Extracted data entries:

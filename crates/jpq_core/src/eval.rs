//! Evaluator: walks a plan's segments against a decoded JSON value
//!
//! The walk carries a value list and a single/multi-valued context flag.
//! In single-valued context a failing step aborts with its error; once a
//! fan-out step (wildcard, union, slice, filter, descent, multi-name) has
//! run, later per-value failures just drop the value. An aggregate
//! function collapses the list and returns the context to single-valued.
//! If the walk ends with no results, the whole evaluation reports
//! `none matched` with the full expression text.

use crate::ast::{
    FunctionBinding, Plan, Segment, SegmentKind, SliceSpec, SubQuery, UnionSpec,
};
use crate::error::{Error, kind_name};
use crate::filter;
use serde_json::{Map, Value};

pub(crate) fn evaluate(plan: &Plan, root: &Value) -> Result<Vec<Value>, Error> {
    let results = eval_from(plan, &plan.segments, vec![root], root, false)?;
    if results.is_empty() {
        // the terminal segment's connected text is the whole expression
        let path = plan
            .segments
            .last()
            .map(|s| s.connected_text.clone())
            .unwrap_or_default();
        return Err(Error::NoneMatched { path });
    }
    Ok(results)
}

/// Evaluate a filter sub-query from its anchor. Any error inside means
/// the sub-query selects nothing; the final none-matched decision belongs
/// to the top-level evaluation alone.
pub(crate) fn eval_subquery<'v>(
    plan: &Plan,
    sub: &SubQuery,
    candidate: &'v Value,
    root: &'v Value,
) -> Vec<Value> {
    let start = match sub.anchor {
        crate::ast::Anchor::Current => candidate,
        crate::ast::Anchor::Root => root,
    };
    eval_from(plan, &sub.segments, vec![start], root, false).unwrap_or_default()
}

/// Walk `segments` over `values`. Function steps split the walk: they
/// operate on the whole list, then the remaining segments run over their
/// output, which is why this recurses instead of looping to the end.
fn eval_from<'v>(
    plan: &Plan,
    segments: &[Segment],
    mut values: Vec<&'v Value>,
    root: &'v Value,
    mut multi: bool,
) -> Result<Vec<Value>, Error> {
    let mut pool = KeyPool::new();
    for (i, segment) in segments.iter().enumerate() {
        if let SegmentKind::Function { name, binding } = &segment.kind {
            return eval_function(
                plan,
                &segments[i + 1..],
                segment,
                name,
                *binding,
                values,
                root,
                multi,
            );
        }
        let mut next = Vec::new();
        for &value in &values {
            match apply_segment(plan, segment, value, root, &mut pool, &mut next) {
                Ok(()) => {}
                Err(_) if multi => {}
                Err(e) => return Err(e),
            }
        }
        values = next;
        multi = multi || segment.kind.is_multi_valued();
    }
    Ok(values.into_iter().cloned().collect())
}

/// Apply a user function step to the whole value list, then continue with
/// the remaining segments over its output.
#[allow(clippy::too_many_arguments)]
fn eval_function<'v>(
    plan: &Plan,
    rest: &[Segment],
    segment: &Segment,
    name: &str,
    binding: FunctionBinding,
    values: Vec<&'v Value>,
    root: &'v Value,
    multi: bool,
) -> Result<Vec<Value>, Error> {
    match binding {
        FunctionBinding::Unbound => Err(Error::FunctionNotFound {
            function: segment.text.clone(),
        }),
        FunctionBinding::Filter => {
            let Some(f) = plan.filter_functions.get(name) else {
                return Err(Error::FunctionNotFound {
                    function: segment.text.clone(),
                });
            };
            let mut outputs = Vec::with_capacity(values.len());
            for value in values {
                match f(value) {
                    Ok(out) => outputs.push(out),
                    Err(_) if multi => {}
                    Err(message) => {
                        return Err(Error::FunctionFailed {
                            function: segment.text.clone(),
                            message,
                        });
                    }
                }
            }
            let refs: Vec<&Value> = outputs.iter().collect();
            eval_from(plan, rest, refs, root, multi)
        }
        FunctionBinding::Aggregate => {
            let Some(f) = plan.aggregate_functions.get(name) else {
                return Err(Error::FunctionNotFound {
                    function: segment.text.clone(),
                });
            };
            let params = aggregate_params(values);
            match f(&params) {
                Ok(out) => eval_from(plan, rest, vec![&out], root, false),
                Err(message) => Err(Error::FunctionFailed {
                    function: segment.text.clone(),
                    message,
                }),
            }
        }
    }
}

/// An aggregate over a single array value receives the array's elements;
/// otherwise it receives the value list as-is.
fn aggregate_params(values: Vec<&Value>) -> Vec<Value> {
    if values.len() == 1
        && let Value::Array(arr) = values[0]
    {
        return arr.clone();
    }
    values.into_iter().cloned().collect()
}

fn type_unmatched(expected: &'static str, found: &Value, segment: &Segment) -> Error {
    Error::TypeUnmatched {
        expected,
        found: kind_name(found),
        path: segment.text.clone(),
    }
}

fn apply_segment<'v>(
    plan: &Plan,
    segment: &Segment,
    value: &'v Value,
    root: &'v Value,
    pool: &mut KeyPool<'v>,
    out: &mut Vec<&'v Value>,
) -> Result<(), Error> {
    match &segment.kind {
        SegmentKind::ChildSingle(name) => match value {
            Value::Object(map) => match map.get(name) {
                Some(v) => {
                    out.push(v);
                    Ok(())
                }
                None => Err(Error::MemberNotExist {
                    path: segment.text.clone(),
                }),
            },
            Value::Array(_) => Err(type_unmatched("object", value, segment)),
            _ => Err(type_unmatched("object/array", value, segment)),
        },
        SegmentKind::ChildMulti(names) => match value {
            Value::Object(map) => {
                for name in names {
                    if let Some(v) = map.get(name) {
                        out.push(v);
                    }
                }
                Ok(())
            }
            Value::Array(_) => Err(type_unmatched("object", value, segment)),
            _ => Err(type_unmatched("object/array", value, segment)),
        },
        SegmentKind::ChildWildcard => match value {
            Value::Object(map) => {
                let keys = pool.take_sorted(map);
                for key in &keys {
                    if let Some(v) = map.get(*key) {
                        out.push(v);
                    }
                }
                pool.put_back(keys);
                Ok(())
            }
            Value::Array(arr) => {
                out.extend(arr.iter());
                Ok(())
            }
            _ => Err(type_unmatched("object/array", value, segment)),
        },
        SegmentKind::ArrayIndex(index) => match value {
            Value::Array(arr) => match resolve_index(*index, arr.len()) {
                Some(i) => {
                    out.push(&arr[i]);
                    Ok(())
                }
                None => Err(Error::IndexOutOfRange {
                    path: segment.text.clone(),
                }),
            },
            _ => Err(type_unmatched("array", value, segment)),
        },
        SegmentKind::ArraySlice(spec) => match value {
            Value::Array(arr) => {
                slice_indices(spec, arr.len(), |i| out.push(&arr[i]));
                Ok(())
            }
            _ => Err(type_unmatched("array", value, segment)),
        },
        SegmentKind::ArrayUnion(specs) => match value {
            Value::Array(arr) => {
                for spec in specs {
                    match spec {
                        UnionSpec::Index(index) => {
                            // out-of-range members of a union are skipped
                            if let Some(i) = resolve_index(*index, arr.len()) {
                                out.push(&arr[i]);
                            }
                        }
                        UnionSpec::Slice(spec) => {
                            slice_indices(spec, arr.len(), |i| out.push(&arr[i]));
                        }
                        UnionSpec::Wildcard => out.extend(arr.iter()),
                    }
                }
                Ok(())
            }
            _ => Err(type_unmatched("array", value, segment)),
        },
        SegmentKind::Filter(expr) => match value {
            Value::Array(arr) => {
                for candidate in arr {
                    if filter::matches(plan, expr, candidate, root) {
                        out.push(candidate);
                    }
                }
                Ok(())
            }
            Value::Object(map) => {
                let keys = pool.take_sorted(map);
                for key in &keys {
                    if let Some(candidate) = map.get(*key)
                        && filter::matches(plan, expr, candidate, root)
                    {
                        out.push(candidate);
                    }
                }
                pool.put_back(keys);
                Ok(())
            }
            _ => Err(type_unmatched("object/array", value, segment)),
        },
        SegmentKind::RecursiveDescent {
            map_gate,
            list_gate,
        } => {
            descend(value, *map_gate, *list_gate, pool, out);
            Ok(())
        }
        // handled at list level in eval_from
        SegmentKind::Function { .. } => Ok(()),
    }
}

__Work task__: In the records above, which lines hold the string "specs"? Copy each one.

__Result for this exercise__:
        SegmentKind::ArrayUnion(specs) => match value {
                for spec in specs {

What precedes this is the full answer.